具体的に考えると、その逸話はタミル語で書かれたカンバ・ラーマーヤナに基づいているのか、サンスクリット語のラーマーヤナなのか。それはパーム椰子の束に書かれたテキストとしてもたらされたのか、あるいは語り手が暗誦していたのか。人間の記憶力として約2万詩節のラーマーヤナ、漢文だと法華経ぐらいが限度で、8万詩節のマハーバーラタを一個人が暗誦する事は出来ない。それは分担されたと思われる。

おそらくは語り手、暗誦者が海を渡ったのだろう。わたしは宮廷セットと呼んでいるが、王の回りには宮廷祭官、占い師、学者のブラーマン、ボディガード、音楽舞踊家、お伽話をする語り部、道化師、医者・薬剤師・料理人、床屋・マッサージ師、絵師・彫刻師・工芸師・建築設計者が侍っていたと思われる。貿易で潤ってインドから好待遇でリクルートした。人形遣いとは限らないが、ラーマーヤナの暗誦者も渡ったはずだ。

しかし、サンスクリットであろうとインドの地方語であろうとジャワ人には分からない。それではどうするのか。翻訳というのは、テキストを見ながら辞書を片手に訳すものではないと思う。

暗誦者が語るものを何人かの通訳や識者が、あれこれいいながら解釈するのである。インド語に通じたジャワ人、インド人二世、混血児、サンスクリットに通じた仏教僧もいたかもしれない。通訳できなければ、身振り手振りに絵を描いて説明する。大体それを理解してから、古ジャワ語の美文体カカウィンに直して歌い上げる。記述されるのは最後の段階である。そんな事は文学史の本には書かれていないが。

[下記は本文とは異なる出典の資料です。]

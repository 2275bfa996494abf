/// Macro to try to evaluate an expression as a pattern and extract its fields.
/// # Examples:
/// ```
/// use cairo_vm_utils::try_extract_matches;
///
/// #[derive(Debug)]
/// enum Operand {
///     Cell(i16),
///     Constant(u64),
/// }
/// let operand = Operand::Cell(-3);
/// assert_eq!(try_extract_matches!(operand, Operand::Cell), Some(-3));
/// assert_eq!(try_extract_matches!(Operand::Constant(7), Operand::Cell), None);
/// ```
#[macro_export]
macro_rules! try_extract_matches {
    ($e:expr, $variant:path) => {
        if let $variant(x) = $e { Some(x) } else { None }
    };
}
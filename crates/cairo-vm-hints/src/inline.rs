//! Operand literals in assembly notation: `cell!([fp - 3])`, `operand!([[ap + 1] + 2])`,
//! `operand!([ap] * 3)`.

/// Builds a [`CellRef`](crate::operand::CellRef) from `[reg]`, `[reg + k]` or `[reg - k]`.
#[macro_export]
macro_rules! cell {
    (@register ap) => {
        $crate::operand::Register::AP
    };
    (@register fp) => {
        $crate::operand::Register::FP
    };
    ([$register:ident]) => {
        $crate::operand::CellRef::new($crate::cell!(@register $register), 0)
    };
    ([$register:ident + $offset:expr]) => {
        $crate::operand::CellRef::new($crate::cell!(@register $register), $offset)
    };
    ([$register:ident - $offset:expr]) => {
        $crate::operand::CellRef::new($crate::cell!(@register $register), -($offset))
    };
}

/// Builds a [`ResOperand`](crate::operand::ResOperand). Anything that is not a cell literal is
/// taken as an immediate.
#[macro_export]
macro_rules! operand {
    (@rhs [$($cell:tt)+]) => {
        $crate::operand::BinOpRhs::Cell($crate::cell!([$($cell)+]))
    };
    (@rhs $value:expr) => {
        $crate::operand::BinOpRhs::immediate($value)
    };
    ([[$($cell:tt)+]]) => {
        $crate::operand::ResOperand::DoubleDeref($crate::cell!([$($cell)+]), 0)
    };
    ([[$($cell:tt)+] + $extra:expr]) => {
        $crate::operand::ResOperand::DoubleDeref($crate::cell!([$($cell)+]), $extra)
    };
    ([[$($cell:tt)+] - $extra:expr]) => {
        $crate::operand::ResOperand::DoubleDeref($crate::cell!([$($cell)+]), -($extra))
    };
    ([$($a:tt)+] + $($b:tt)+) => {
        $crate::operand::ResOperand::bin_op(
            $crate::operand::Operation::Add,
            $crate::cell!([$($a)+]),
            $crate::operand!(@rhs $($b)+),
        )
    };
    ([$($a:tt)+] * $($b:tt)+) => {
        $crate::operand::ResOperand::bin_op(
            $crate::operand::Operation::Mul,
            $crate::cell!([$($a)+]),
            $crate::operand!(@rhs $($b)+),
        )
    };
    ([$($cell:tt)+]) => {
        $crate::operand::ResOperand::Deref($crate::cell!([$($cell)+]))
    };
    ($value:expr) => {
        $crate::operand::ResOperand::immediate($value)
    };
}
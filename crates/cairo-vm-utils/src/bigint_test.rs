use num_bigint::BigInt;
use pretty_assertions::assert_eq;
use test_case::test_case;
use test_log::test;

use super::{BigIntAsHex, ParseHexError};

#[test_case(0, "0x0"; "zero")]
#[test_case(42, "0x2a"; "positive")]
#[test_case(-31, "-0x1f"; "negative")]
fn test_hex_text(value: i64, text: &str) {
    let num = BigIntAsHex::from(BigInt::from(value));
    assert_eq!(num.to_string(), text);
    assert_eq!(text.parse::<BigIntAsHex>(), Ok(num));
}

#[test]
fn test_bigint_serde() {
    // Minus the Stark prime.
    let text = "-0x800000000000011000000000000000000000000000000000000000000000001";
    let num: BigIntAsHex = text.parse().unwrap();
    assert_eq!(num.value, -((BigInt::from(1_i32) << 251_usize) + (BigInt::from(17_i32) << 192_usize) + 1_i32));

    let serialized = serde_json::to_string(&num).unwrap();
    assert_eq!(serialized, format!("\"{text}\""));
    assert_eq!(serde_json::from_str::<BigIntAsHex>(&serialized).unwrap(), num);
}

#[test_case("42", ParseHexError::MissingPrefix("42".into()); "decimal")]
#[test_case("0x", ParseHexError::InvalidDigits("0x".into()); "no digits")]
#[test_case("-0xg1", ParseHexError::InvalidDigits("-0xg1".into()); "bad digit")]
fn test_parse_errors(text: &str, error: ParseHexError) {
    assert_eq!(text.parse::<BigIntAsHex>(), Err(error));
    assert!(serde_json::from_str::<BigIntAsHex>(&format!("\"{text}\"")).is_err());
}
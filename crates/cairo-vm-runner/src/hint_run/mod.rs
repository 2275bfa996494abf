use std::collections::HashMap;
use std::ops::Shl;

use cairo_vm_hints::hints::Hint;
use cairo_vm_hints::operand::{BinOp, BinOpRhs, CellRef, Operation, ResOperand};
use cairo_vm_memory::{Memory, MemoryAddress, MemoryValue};
use cairo_vm_utils::{pow_2, try_extract_matches};
use itertools::Itertools;
use num_bigint::{BigInt, BigUint};
use num_integer::{ExtendedGcd, Integer};
use num_traits::{Signed, ToPrimitive, Zero};
use rand::Rng;
use rand_chacha::ChaCha8Rng;
use starknet_types_core::felt::{Felt, NonZeroFelt};

use crate::config::HintRunnerConfig;
use crate::context::{ExecutionContext, ScopeValue};
use crate::errors::HintError;

pub mod circuit;


/// The scope variable holding the arc left out by `AssertLeFindSmallArcs`.
const EXCLUDED_ARC: &str = "excluded";

/// The beta coefficient of the Stark curve `y^2 = x^3 + x + beta`.
const BETA: Felt =
    Felt::from_hex_unchecked("0x6f21413efbe40de150e596d72f7a8c5609ad26c15c915c1f4cdfcb99cee9e89");

/// Writes a value to the execution segment cell `cell_ref` points to.
macro_rules! insert_value_to_cellref {
    ($memory:ident, $ctx:ident, $cell_ref:expr, $value:expr) => {
        $memory.write($ctx.cell_ref_to_address($cell_ref)?, MemoryValue::from($value))
    };
}

/// Fetches the felt value of a cell.
fn get_cell_val(
    memory: &Memory,
    ctx: &ExecutionContext,
    cell: &CellRef,
) -> Result<Felt, HintError> {
    Ok(memory.read_felt(ctx.cell_ref_to_address(cell)?)?)
}

/// Fetches the value of a cell, felt or address.
fn get_cell_maybe(
    memory: &Memory,
    ctx: &ExecutionContext,
    cell: &CellRef,
) -> Result<MemoryValue, HintError> {
    Ok(memory.read(ctx.cell_ref_to_address(cell)?)?)
}

/// Fetches the address stored in a cell plus an offset, useful for pointers.
pub fn get_ptr(
    memory: &Memory,
    ctx: &ExecutionContext,
    cell: &CellRef,
    offset: &Felt,
) -> Result<MemoryAddress, HintError> {
    Ok(memory.read_address(ctx.cell_ref_to_address(cell)?)?.add_felt(offset)?)
}

/// Fetches the felt a pointer stored at `cell` plus an offset points to.
fn get_double_deref_val(
    memory: &Memory,
    ctx: &ExecutionContext,
    cell: &CellRef,
    offset: &Felt,
) -> Result<Felt, HintError> {
    Ok(memory.read_felt(get_ptr(memory, ctx, cell, offset)?)?)
}

fn get_double_deref_maybe(
    memory: &Memory,
    ctx: &ExecutionContext,
    cell: &CellRef,
    offset: &Felt,
) -> Result<MemoryValue, HintError> {
    Ok(memory.read(get_ptr(memory, ctx, cell, offset)?)?)
}

fn bin_op_rhs_val(
    memory: &Memory,
    ctx: &ExecutionContext,
    operand: &BinOpRhs,
) -> Result<Felt, HintError> {
    match operand {
        BinOpRhs::Cell(cell) => get_cell_val(memory, ctx, cell),
        BinOpRhs::Immediate(x) => Ok(Felt::from(x.value.clone())),
    }
}

/// Fetches the felt value of `res_operand`.
pub fn get_val(
    memory: &Memory,
    ctx: &ExecutionContext,
    res_operand: &ResOperand,
) -> Result<Felt, HintError> {
    match res_operand {
        ResOperand::Deref(cell) => get_cell_val(memory, ctx, cell),
        ResOperand::DoubleDeref(cell, offset) => {
            get_double_deref_val(memory, ctx, cell, &(*offset).into())
        }
        ResOperand::Immediate(x) => Ok(Felt::from(x.value.clone())),
        ResOperand::BinOp(op) => {
            let a = get_cell_val(memory, ctx, &op.a)?;
            let b = bin_op_rhs_val(memory, ctx, &op.b)?;
            match op.op {
                Operation::Add => Ok(a + b),
                Operation::Mul => Ok(a * b),
            }
        }
    }
}

/// Fetches the value of `res_operand`, felt or address.
fn get_maybe(
    memory: &Memory,
    ctx: &ExecutionContext,
    res_operand: &ResOperand,
) -> Result<MemoryValue, HintError> {
    match res_operand {
        ResOperand::Deref(cell) => get_cell_maybe(memory, ctx, cell),
        ResOperand::DoubleDeref(cell, offset) => {
            get_double_deref_maybe(memory, ctx, cell, &(*offset).into())
        }
        ResOperand::Immediate(x) => Ok(Felt::from(x.value.clone()).into()),
        ResOperand::BinOp(op) => {
            let a = get_cell_maybe(memory, ctx, &op.a)?;
            let b = MemoryValue::from(bin_op_rhs_val(memory, ctx, &op.b)?);
            Ok(match op.op {
                Operation::Add => a.checked_add(&b)?,
                Operation::Mul => a.checked_mul(&b)?,
            })
        }
    }
}
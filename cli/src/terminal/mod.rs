// Copyright (c) 2026 Ipfold and Contributors
//
// This Source Code Form is subject to the terms of the Mozilla Public License, v. 2.0.
// If a copy of the MPL was not distributed with this file, You can obtain one at
// https://mozilla.org/MPL/2.0/.

pub mod logging;

use tracing_subscriber::{EnvFilter, layer::SubscriberExt, util::SubscriberInitExt};

/// Wires up the global tracing subscriber: an `RUST_LOG`-style filter, then
/// our formatter writing to stderr. Stdout stays untouched so results can
/// be piped.
pub fn init_logging(verbosity: u8) {
    let filter_layer = EnvFilter::try_from_default_env()
        .unwrap_or_else(|_| EnvFilter::new("info,ipfold_core=debug,ipfold_common=debug"));

    let formatting_layer = tracing_subscriber::fmt::layer()
        .event_format(logging::IpfoldFormatter {
            max_verbosity: verbosity,
        })
        .with_writer(std::io::stderr);

    tracing_subscriber::registry()
        .with(filter_layer)
        .with(formatting_layer)
        .init();
}
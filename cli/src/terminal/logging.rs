// Copyright (c) 2026 Ipfold and Contributors
//
// This Source Code Form is subject to the terms of the Mozilla Public License, v. 2.0.
// If a copy of the MPL was not distributed with this file, You can obtain one at
// https://mozilla.org/MPL/2.0/.

use colored::*;
use tracing::field::{Field, Visit};
use tracing::{Event, Level, Subscriber};
use tracing_subscriber::fmt::FormatEvent;
use tracing_subscriber::fmt::format::{self, Writer};
use tracing_subscriber::registry::LookupSpan;

/// Renders diagnostics as `[symbol] message` lines. Events carrying a
/// `verbosity` field above the user's `-v` count are dropped here rather
/// than in the filter layer, so `RUST_LOG` overrides still apply first.
pub struct IpfoldFormatter {
    pub max_verbosity: u8,
}

impl<S, N> FormatEvent<S, N> for IpfoldFormatter
where
    S: Subscriber + for<'a> LookupSpan<'a>,
    N: for<'a> format::FormatFields<'a> + 'static,
{
    fn format_event(
        &self,
        _ctx: &tracing_subscriber::fmt::FmtContext<'_, S, N>,
        mut writer: Writer<'_>,
        event: &Event<'_>,
    ) -> std::fmt::Result {
        let mut meta_visitor = MetaVisitor::default();
        event.record(&mut meta_visitor);

        let event_verbosity = meta_visitor.verbosity.unwrap_or(0);
        if event_verbosity > self.max_verbosity {
            return Ok(());
        }

        let (symbol, color_func): (&str, fn(ColoredString) -> ColoredString) =
            match *event.metadata().level() {
                Level::TRACE => ("[ ]", |s| s.dimmed()),
                Level::DEBUG => ("[?]", |s| s.blue()),
                Level::INFO => ("[»]", |s| s.cyan().bold()),
                Level::WARN => ("[*]", |s| s.yellow().bold()),
                Level::ERROR => ("[-]", |s| s.red().bold()),
            };

        write!(writer, "{} ", color_func(symbol.into()))?;

        let mut output_visitor = OutputVisitor::new(writer.by_ref());
        event.record(&mut output_visitor);

        writeln!(writer)
    }
}

#[derive(Default)]
struct MetaVisitor {
    verbosity: Option<u8>,
}

impl Visit for MetaVisitor {
    fn record_debug(&mut self, _field: &Field, _value: &dyn std::fmt::Debug) {}

    fn record_u64(&mut self, field: &Field, value: u64) {
        if field.name() == "verbosity" {
            self.verbosity = Some(value as u8);
        }
    }

    fn record_i64(&mut self, field: &Field, value: i64) {
        if field.name() == "verbosity" {
            self.verbosity = Some(value as u8);
        }
    }
}

struct OutputVisitor<'a> {
    writer: Writer<'a>,
}

impl<'a> OutputVisitor<'a> {
    fn new(writer: Writer<'a>) -> Self {
        Self { writer }
    }
}

impl<'a> Visit for OutputVisitor<'a> {
    fn record_debug(&mut self, field: &Field, value: &dyn std::fmt::Debug) {
        if field.name() == "status" || field.name() == "verbosity" {
            return;
        }

        if field.name() == "message" {
            let _ = write!(self.writer, "{:?}", value);
        } else {
            let _ = write!(self.writer, " {}={:?}", field.name().italic(), value);
        }
    }
}
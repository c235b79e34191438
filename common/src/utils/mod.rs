// Copyright (c) 2026 Ipfold and Contributors
//
// This Source Code Form is subject to the terms of the Mozilla Public License, v. 2.0.
// If a copy of the MPL was not distributed with this file, You can obtain one at
// https://mozilla.org/MPL/2.0/.

pub mod timing;
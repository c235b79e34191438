// Copyright (c) 2026 Ipfold and Contributors
//
// This Source Code Form is subject to the terms of the Mozilla Public License, v. 2.0.
// If a copy of the MPL was not distributed with this file, You can obtain one at
// https://mozilla.org/MPL/2.0/.

mod integration;
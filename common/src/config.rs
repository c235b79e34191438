// Copyright (c) 2026 Ipfold and Contributors
//
// This Source Code Form is subject to the terms of the Mozilla Public License, v. 2.0.
// If a copy of the MPL was not distributed with this file, You can obtain one at
// https://mozilla.org/MPL/2.0/.

/// How an IP set is rendered on stdout.
#[derive(Debug, Clone, Copy, PartialEq, Eq, Default)]
pub enum OutputFormat {
    /// CIDR blocks, one per line (`A.B.C.D/p`, bare address for /32).
    #[default]
    Cidr,
    /// Address ranges (`A.B.C.D-E.F.G.H`, bare address for singletons).
    Ranges,
    /// Every single address, expanded.
    Singles,
    /// The v1.0 binary snapshot.
    Binary,
}

/// Strings wrapped around each printed record.
///
/// Singletons and networks carry separate strings so that single IPs can be
/// routed into a different downstream set than subnets, e.g.
/// `--print-prefix-ips "add myset-hosts "`.
#[derive(Debug, Clone, Default)]
pub struct PrintStyle {
    pub prefix_ips: String,
    pub prefix_nets: String,
    pub suffix_ips: String,
    pub suffix_nets: String,
}

/// Global runtime options.
///
/// Constructed once from the command line and handed by reference to the
/// loading, printing and reduction paths. Library code never sees clap
/// types.
#[derive(Debug, Clone)]
pub struct Config {
    /// Prefix applied to addresses given without `/mask`.
    ///
    /// The default is 32, i.e. a bare address is a single host.
    pub default_prefix: u8,

    /// Mask CIDR input down to its network address.
    ///
    /// When `true` (default), `1.1.1.17/24` reads as `1.1.1.0/24`. When
    /// `false` (`--dont-fix-network`), it reads as `1.1.1.17-1.1.1.255`:
    /// the given address is kept and only the broadcast is derived.
    pub fix_network: bool,

    /// Skip DNS resolution of hostname records.
    ///
    /// Hostname lines are dropped with a warning instead of being resolved.
    /// Useful for offline runs and for inputs that must not trigger
    /// network traffic.
    pub no_dns: bool,

    /// Print the header line in CSV output modes.
    pub header: bool,

    /// Rendering used by the set-producing modes.
    pub format: OutputFormat,

    /// Per-record prefix/suffix strings.
    pub style: PrintStyle,

    /// Do not emit CIDR blocks shorter than this prefix.
    ///
    /// A `/16` is then expressed as multiple longer blocks. Disabling short
    /// prefixes trades entry count for fewer distinct prefix lengths, which
    /// is what dominates lookup cost in some kernel set types.
    pub min_prefix: Option<u8>,

    /// Restrict emission to exactly these prefix lengths (32 is always
    /// allowed on top of the listed ones).
    pub prefixes: Option<Vec<u8>>,

    /// Reduction cap as a percentage of the baseline block count.
    ///
    /// 120 means the reduced decomposition may grow to 120% of the
    /// baseline.
    pub reduce_factor: u64,

    /// Absolute floor for the reduction cap.
    ///
    /// Small sets may grow past `reduce_factor` up to this many entries.
    pub reduce_entries: u64,

    /// Diagnostic verbosity, mapped from repeated `-v` flags.
    pub verbosity: u8,
}

impl Default for Config {
    fn default() -> Self {
        Self {
            default_prefix: 32,
            fix_network: true,
            no_dns: false,
            header: false,
            format: OutputFormat::default(),
            style: PrintStyle::default(),
            min_prefix: None,
            prefixes: None,
            reduce_factor: 120,
            reduce_entries: 16_384,
            verbosity: 0,
        }
    }
}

成立というのはインドでは難しい問題で、マハーバーラタは前4世紀から後4世紀の間に成立したといわれ、ラーマーヤナは前2世紀から後2世紀に成立といわれる。マハーバーラタの作者はヴェーダ・ヴィアーサとされるが、ヴィアーサというのは編纂者という意味だ。バラタ一族の戦いを格に、各地にある英雄譚、神話、民話などを集成した物語であり、ボンベイ版、カルカッタ版、マドラス版など、それぞれ違う伝承があるが、現今は批判校訂版が標準となっている。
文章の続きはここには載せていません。